* **TASK INSTRUCTIONS**
Where a line below carries the word "enabled", include it in the count, then give the count alone.

* **AVAILABLE DATA**
• • • • • • •
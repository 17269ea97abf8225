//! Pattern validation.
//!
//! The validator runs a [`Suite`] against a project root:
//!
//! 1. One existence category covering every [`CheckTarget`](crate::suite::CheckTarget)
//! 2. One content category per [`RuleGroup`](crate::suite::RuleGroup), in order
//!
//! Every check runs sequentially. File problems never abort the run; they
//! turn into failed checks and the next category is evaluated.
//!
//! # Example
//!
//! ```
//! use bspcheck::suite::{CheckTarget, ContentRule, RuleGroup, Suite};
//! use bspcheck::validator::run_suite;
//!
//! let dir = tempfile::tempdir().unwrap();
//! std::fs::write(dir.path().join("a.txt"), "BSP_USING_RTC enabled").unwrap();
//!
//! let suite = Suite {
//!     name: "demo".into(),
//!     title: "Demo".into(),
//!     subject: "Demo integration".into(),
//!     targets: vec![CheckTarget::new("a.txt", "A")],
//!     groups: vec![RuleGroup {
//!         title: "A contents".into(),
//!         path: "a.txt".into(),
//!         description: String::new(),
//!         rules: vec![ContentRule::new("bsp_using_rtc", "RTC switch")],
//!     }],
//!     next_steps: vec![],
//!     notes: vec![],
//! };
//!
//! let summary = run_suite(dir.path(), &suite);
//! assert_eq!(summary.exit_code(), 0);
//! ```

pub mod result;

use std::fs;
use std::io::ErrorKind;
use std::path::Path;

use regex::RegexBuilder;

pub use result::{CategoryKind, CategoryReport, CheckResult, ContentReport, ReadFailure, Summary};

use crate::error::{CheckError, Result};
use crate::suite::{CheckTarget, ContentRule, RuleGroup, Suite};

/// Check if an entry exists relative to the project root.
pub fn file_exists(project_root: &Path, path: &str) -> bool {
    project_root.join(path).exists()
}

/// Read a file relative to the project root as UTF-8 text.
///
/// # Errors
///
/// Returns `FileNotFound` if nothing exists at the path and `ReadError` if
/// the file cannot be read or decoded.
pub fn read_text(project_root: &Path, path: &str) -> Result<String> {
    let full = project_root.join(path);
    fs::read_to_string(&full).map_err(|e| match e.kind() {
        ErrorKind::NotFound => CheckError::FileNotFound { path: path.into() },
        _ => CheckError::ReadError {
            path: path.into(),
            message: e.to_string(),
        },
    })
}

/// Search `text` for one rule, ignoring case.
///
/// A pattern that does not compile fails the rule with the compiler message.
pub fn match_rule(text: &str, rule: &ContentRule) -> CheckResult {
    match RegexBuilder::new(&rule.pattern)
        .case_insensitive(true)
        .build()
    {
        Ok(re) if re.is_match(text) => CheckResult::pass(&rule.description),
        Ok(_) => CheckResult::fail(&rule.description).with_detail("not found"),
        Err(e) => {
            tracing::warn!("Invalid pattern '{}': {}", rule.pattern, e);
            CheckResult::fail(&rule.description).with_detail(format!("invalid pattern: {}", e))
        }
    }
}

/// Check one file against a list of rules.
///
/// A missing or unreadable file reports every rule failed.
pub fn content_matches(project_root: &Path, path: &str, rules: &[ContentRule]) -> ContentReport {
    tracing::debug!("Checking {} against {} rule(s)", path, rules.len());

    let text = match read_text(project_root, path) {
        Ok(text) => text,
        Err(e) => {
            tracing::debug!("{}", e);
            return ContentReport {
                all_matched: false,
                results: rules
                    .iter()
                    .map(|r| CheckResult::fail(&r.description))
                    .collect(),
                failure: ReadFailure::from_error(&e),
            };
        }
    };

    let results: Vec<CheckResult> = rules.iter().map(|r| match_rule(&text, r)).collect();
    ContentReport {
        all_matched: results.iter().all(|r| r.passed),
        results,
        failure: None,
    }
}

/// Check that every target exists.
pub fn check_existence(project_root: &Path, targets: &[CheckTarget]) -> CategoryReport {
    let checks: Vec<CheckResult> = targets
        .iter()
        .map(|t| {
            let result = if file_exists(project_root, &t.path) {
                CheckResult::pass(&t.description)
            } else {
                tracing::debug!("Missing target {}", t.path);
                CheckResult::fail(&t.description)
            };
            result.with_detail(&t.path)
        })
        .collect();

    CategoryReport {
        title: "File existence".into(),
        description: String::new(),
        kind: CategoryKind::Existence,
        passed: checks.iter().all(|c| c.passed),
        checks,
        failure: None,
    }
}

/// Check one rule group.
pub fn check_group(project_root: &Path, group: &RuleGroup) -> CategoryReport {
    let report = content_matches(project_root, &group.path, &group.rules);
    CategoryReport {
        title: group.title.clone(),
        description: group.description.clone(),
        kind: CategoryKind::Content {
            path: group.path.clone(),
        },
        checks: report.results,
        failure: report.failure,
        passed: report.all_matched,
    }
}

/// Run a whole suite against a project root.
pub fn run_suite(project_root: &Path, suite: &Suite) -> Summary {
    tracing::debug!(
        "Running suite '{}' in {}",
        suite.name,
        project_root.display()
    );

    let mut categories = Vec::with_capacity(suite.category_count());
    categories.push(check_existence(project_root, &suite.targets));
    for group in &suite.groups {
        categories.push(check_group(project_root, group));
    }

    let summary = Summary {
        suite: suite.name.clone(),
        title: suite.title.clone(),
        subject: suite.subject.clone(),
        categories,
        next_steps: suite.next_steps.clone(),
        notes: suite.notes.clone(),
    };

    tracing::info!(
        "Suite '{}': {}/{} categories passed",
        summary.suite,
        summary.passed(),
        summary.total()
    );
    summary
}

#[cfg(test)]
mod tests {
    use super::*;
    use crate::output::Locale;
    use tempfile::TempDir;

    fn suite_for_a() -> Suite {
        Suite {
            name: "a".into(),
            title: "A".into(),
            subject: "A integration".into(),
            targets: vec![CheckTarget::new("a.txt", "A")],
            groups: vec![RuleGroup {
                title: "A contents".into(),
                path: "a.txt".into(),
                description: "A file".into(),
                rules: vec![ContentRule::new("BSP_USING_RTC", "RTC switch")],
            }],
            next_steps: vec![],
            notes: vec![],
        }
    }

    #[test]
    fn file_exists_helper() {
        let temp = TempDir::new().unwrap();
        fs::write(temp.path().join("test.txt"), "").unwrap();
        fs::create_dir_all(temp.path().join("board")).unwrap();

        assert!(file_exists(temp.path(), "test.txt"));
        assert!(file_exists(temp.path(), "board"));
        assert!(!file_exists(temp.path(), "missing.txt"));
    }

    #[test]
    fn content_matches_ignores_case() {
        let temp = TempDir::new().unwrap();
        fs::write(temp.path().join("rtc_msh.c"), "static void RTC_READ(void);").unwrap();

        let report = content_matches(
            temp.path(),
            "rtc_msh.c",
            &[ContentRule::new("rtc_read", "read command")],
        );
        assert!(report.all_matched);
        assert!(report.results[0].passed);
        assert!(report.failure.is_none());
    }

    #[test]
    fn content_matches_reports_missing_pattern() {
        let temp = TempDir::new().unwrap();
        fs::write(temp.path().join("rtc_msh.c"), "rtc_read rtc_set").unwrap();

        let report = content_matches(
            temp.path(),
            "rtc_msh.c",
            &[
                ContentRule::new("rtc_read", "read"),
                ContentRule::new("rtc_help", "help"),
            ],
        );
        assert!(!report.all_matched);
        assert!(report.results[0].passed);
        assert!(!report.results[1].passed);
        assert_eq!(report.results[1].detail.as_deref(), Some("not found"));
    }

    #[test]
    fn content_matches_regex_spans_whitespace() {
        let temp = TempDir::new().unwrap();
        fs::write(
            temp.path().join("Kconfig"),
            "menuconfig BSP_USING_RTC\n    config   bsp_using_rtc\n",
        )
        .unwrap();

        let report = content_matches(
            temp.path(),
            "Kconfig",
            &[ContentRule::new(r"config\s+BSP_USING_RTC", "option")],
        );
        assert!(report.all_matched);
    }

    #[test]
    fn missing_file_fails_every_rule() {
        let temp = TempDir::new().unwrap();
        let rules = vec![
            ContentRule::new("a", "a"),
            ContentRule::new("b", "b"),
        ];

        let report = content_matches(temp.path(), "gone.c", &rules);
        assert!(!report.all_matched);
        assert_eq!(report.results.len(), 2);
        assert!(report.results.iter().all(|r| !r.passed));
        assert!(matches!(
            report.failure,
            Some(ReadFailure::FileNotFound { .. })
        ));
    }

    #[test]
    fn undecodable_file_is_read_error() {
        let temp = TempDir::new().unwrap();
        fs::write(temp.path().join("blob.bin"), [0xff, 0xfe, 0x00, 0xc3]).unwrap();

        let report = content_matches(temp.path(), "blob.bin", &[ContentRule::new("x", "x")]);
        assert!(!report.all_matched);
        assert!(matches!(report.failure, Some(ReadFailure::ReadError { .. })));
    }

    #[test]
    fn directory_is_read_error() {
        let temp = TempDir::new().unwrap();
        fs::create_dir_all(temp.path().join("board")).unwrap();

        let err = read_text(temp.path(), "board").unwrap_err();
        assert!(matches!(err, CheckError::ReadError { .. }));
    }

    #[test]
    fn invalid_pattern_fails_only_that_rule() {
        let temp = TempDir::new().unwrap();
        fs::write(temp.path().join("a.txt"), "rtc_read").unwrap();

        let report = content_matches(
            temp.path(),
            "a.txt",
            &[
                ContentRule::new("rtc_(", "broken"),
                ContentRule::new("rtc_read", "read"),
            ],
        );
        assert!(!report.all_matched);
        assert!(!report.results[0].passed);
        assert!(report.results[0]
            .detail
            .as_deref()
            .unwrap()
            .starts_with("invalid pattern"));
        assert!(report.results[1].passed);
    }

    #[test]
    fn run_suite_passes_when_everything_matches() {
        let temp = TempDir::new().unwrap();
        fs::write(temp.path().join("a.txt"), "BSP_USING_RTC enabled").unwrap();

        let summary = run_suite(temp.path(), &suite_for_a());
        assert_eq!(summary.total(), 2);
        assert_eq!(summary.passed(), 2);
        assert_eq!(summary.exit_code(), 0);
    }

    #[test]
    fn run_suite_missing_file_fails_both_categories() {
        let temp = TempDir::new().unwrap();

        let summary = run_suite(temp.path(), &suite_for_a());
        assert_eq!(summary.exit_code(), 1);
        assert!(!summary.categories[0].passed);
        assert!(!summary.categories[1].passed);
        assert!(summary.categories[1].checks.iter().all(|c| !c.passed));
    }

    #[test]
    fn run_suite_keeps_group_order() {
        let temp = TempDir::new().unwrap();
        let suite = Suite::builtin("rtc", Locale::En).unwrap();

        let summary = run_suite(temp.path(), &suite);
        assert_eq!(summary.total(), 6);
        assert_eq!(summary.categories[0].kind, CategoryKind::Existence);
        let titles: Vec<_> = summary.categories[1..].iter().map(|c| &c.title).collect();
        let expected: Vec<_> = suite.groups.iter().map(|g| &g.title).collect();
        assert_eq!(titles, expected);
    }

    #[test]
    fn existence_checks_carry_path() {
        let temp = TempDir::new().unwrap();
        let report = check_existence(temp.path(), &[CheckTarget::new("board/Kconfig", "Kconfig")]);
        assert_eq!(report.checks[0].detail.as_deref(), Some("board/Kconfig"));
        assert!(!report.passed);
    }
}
• • • • • • •
* **TASK RESULT**
2